◆ What you should do: Write out each record a second time, exactly.

◆ Material for the task:
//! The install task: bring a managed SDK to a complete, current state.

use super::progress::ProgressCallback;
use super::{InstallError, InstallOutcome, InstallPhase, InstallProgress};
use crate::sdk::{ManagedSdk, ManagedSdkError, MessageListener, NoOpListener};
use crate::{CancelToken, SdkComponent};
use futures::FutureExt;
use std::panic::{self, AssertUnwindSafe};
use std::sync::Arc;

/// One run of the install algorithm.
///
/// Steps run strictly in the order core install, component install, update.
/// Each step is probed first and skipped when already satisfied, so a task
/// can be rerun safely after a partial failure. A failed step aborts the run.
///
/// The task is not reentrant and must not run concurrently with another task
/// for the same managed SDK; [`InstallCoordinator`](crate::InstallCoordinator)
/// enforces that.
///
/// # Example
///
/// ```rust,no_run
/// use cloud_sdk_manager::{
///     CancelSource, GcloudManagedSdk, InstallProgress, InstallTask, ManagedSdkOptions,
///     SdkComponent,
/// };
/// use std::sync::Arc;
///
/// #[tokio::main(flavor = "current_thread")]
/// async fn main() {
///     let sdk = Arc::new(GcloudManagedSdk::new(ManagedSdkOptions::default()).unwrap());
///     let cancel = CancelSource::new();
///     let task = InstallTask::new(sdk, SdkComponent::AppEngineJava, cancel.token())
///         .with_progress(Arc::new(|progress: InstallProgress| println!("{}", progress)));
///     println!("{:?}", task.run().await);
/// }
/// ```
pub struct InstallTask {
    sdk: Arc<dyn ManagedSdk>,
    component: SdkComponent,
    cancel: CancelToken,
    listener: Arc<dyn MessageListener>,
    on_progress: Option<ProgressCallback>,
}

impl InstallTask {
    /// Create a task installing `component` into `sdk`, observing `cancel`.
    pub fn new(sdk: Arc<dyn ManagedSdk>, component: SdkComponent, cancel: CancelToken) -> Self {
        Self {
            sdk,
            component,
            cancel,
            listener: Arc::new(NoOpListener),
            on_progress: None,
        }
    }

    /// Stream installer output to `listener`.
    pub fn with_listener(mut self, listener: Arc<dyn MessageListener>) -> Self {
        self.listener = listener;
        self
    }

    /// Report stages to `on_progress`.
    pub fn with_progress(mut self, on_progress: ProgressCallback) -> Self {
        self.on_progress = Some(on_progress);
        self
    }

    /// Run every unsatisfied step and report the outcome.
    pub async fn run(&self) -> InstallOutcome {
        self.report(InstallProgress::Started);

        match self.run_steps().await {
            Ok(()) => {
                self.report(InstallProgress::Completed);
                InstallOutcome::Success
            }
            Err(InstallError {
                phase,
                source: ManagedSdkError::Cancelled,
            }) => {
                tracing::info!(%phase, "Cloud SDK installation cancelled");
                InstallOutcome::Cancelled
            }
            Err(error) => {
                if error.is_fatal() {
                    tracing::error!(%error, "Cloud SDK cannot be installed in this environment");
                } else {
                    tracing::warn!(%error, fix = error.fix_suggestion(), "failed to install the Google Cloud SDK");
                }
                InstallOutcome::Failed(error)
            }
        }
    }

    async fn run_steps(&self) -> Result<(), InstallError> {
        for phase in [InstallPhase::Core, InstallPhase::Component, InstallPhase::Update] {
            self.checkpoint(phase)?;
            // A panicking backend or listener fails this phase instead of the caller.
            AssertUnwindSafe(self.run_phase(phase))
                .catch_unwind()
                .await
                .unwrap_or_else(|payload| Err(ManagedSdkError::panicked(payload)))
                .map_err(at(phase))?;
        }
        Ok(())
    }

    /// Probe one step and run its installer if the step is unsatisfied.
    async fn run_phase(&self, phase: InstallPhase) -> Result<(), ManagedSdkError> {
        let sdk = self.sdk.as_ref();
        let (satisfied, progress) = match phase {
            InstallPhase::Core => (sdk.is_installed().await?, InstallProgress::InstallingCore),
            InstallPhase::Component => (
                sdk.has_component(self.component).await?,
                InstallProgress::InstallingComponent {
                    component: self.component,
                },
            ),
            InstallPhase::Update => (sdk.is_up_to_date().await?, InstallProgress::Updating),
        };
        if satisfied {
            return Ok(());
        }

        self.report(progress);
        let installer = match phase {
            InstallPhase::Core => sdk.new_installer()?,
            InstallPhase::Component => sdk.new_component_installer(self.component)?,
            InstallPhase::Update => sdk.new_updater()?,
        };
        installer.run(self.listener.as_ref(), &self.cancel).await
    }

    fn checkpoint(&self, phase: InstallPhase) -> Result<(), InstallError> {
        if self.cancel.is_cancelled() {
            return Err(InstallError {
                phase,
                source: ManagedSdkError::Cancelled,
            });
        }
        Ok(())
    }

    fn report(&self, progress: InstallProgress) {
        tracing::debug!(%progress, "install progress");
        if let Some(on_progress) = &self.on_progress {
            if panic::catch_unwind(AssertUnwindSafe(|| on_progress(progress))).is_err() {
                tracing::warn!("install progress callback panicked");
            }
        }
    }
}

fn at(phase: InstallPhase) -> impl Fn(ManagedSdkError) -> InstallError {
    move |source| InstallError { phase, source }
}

◆ Reply to the task:
//! The install task: bring a managed SDK to a complete, current state.

use super::progress::ProgressCallback;
use super::{InstallError, InstallOutcome, InstallPhase, InstallProgress};
use crate::sdk::{ManagedSdk, ManagedSdkError, MessageListener, NoOpListener};
use crate::{CancelToken, SdkComponent};
use futures::FutureExt;
use std::panic::{self, AssertUnwindSafe};
use std::sync::Arc;

/// One run of the install algorithm.
///
/// Steps run strictly in the order core install, component install, update.
/// Each step is probed first and skipped when already satisfied, so a task
/// can be rerun safely after a partial failure. A failed step aborts the run.
///
/// The task is not reentrant and must not run concurrently with another task
/// for the same managed SDK; [`InstallCoordinator`](crate::InstallCoordinator)
/// enforces that.
///
/// # Example
///
/// ```rust,no_run
/// use cloud_sdk_manager::{
///     CancelSource, GcloudManagedSdk, InstallProgress, InstallTask, ManagedSdkOptions,
///     SdkComponent,
/// };
/// use std::sync::Arc;
///
/// #[tokio::main(flavor = "current_thread")]
/// async fn main() {
///     let sdk = Arc::new(GcloudManagedSdk::new(ManagedSdkOptions::default()).unwrap());
///     let cancel = CancelSource::new();
///     let task = InstallTask::new(sdk, SdkComponent::AppEngineJava, cancel.token())
///         .with_progress(Arc::new(|progress: InstallProgress| println!("{}", progress)));
///     println!("{:?}", task.run().await);
/// }
/// ```
pub struct InstallTask {
    sdk: Arc<dyn ManagedSdk>,
    component: SdkComponent,
    cancel: CancelToken,
    listener: Arc<dyn MessageListener>,
    on_progress: Option<ProgressCallback>,
}

impl InstallTask {
    /// Create a task installing `component` into `sdk`, observing `cancel`.
    pub fn new(sdk: Arc<dyn ManagedSdk>, component: SdkComponent, cancel: CancelToken) -> Self {
        Self {
            sdk,
            component,
            cancel,
            listener: Arc::new(NoOpListener),
            on_progress: None,
        }
    }

    /// Stream installer output to `listener`.
    pub fn with_listener(mut self, listener: Arc<dyn MessageListener>) -> Self {
        self.listener = listener;
        self
    }

    /// Report stages to `on_progress`.
    pub fn with_progress(mut self, on_progress: ProgressCallback) -> Self {
        self.on_progress = Some(on_progress);
        self
    }

    /// Run every unsatisfied step and report the outcome.
    pub async fn run(&self) -> InstallOutcome {
        self.report(InstallProgress::Started);

        match self.run_steps().await {
            Ok(()) => {
                self.report(InstallProgress::Completed);
                InstallOutcome::Success
            }
            Err(InstallError {
                phase,
                source: ManagedSdkError::Cancelled,
            }) => {
                tracing::info!(%phase, "Cloud SDK installation cancelled");
                InstallOutcome::Cancelled
            }
            Err(error) => {
                if error.is_fatal() {
                    tracing::error!(%error, "Cloud SDK cannot be installed in this environment");
                } else {
                    tracing::warn!(%error, fix = error.fix_suggestion(), "failed to install the Google Cloud SDK");
                }
                InstallOutcome::Failed(error)
            }
        }
    }

    async fn run_steps(&self) -> Result<(), InstallError> {
        for phase in [InstallPhase::Core, InstallPhase::Component, InstallPhase::Update] {
            self.checkpoint(phase)?;
            // A panicking backend or listener fails this phase instead of the caller.
            AssertUnwindSafe(self.run_phase(phase))
                .catch_unwind()
                .await
                .unwrap_or_else(|payload| Err(ManagedSdkError::panicked(payload)))
                .map_err(at(phase))?;
        }
        Ok(())
    }

    /// Probe one step and run its installer if the step is unsatisfied.
    async fn run_phase(&self, phase: InstallPhase) -> Result<(), ManagedSdkError> {
        let sdk = self.sdk.as_ref();
        let (satisfied, progress) = match phase {
            InstallPhase::Core => (sdk.is_installed().await?, InstallProgress::InstallingCore),
            InstallPhase::Component => (
                sdk.has_component(self.component).await?,
                InstallProgress::InstallingComponent {
                    component: self.component,
                },
            ),
            InstallPhase::Update => (sdk.is_up_to_date().await?, InstallProgress::Updating),
        };
        if satisfied {
            return Ok(());
        }

        self.report(progress);
        let installer = match phase {
            InstallPhase::Core => sdk.new_installer()?,
            InstallPhase::Component => sdk.new_component_installer(self.component)?,
            InstallPhase::Update => sdk.new_updater()?,
        };
        installer.run(self.listener.as_ref(), &self.cancel).await
    }

    fn checkpoint(&self, phase: InstallPhase) -> Result<(), InstallError> {
        if self.cancel.is_cancelled() {
            return Err(InstallError {
                phase,
                source: ManagedSdkError::Cancelled,
            });
        }
        Ok(())
    }

    fn report(&self, progress: InstallProgress) {
        tracing::debug!(%progress, "install progress");
        if let Some(on_progress) = &self.on_progress {
            if panic::catch_unwind(AssertUnwindSafe(|| on_progress(progress))).is_err() {
                tracing::warn!("install progress callback panicked");
            }
        }
    }
}

fn at(phase: InstallPhase) -> impl Fn(ManagedSdkError) -> InstallError {
    move |source| InstallError { phase, source }
}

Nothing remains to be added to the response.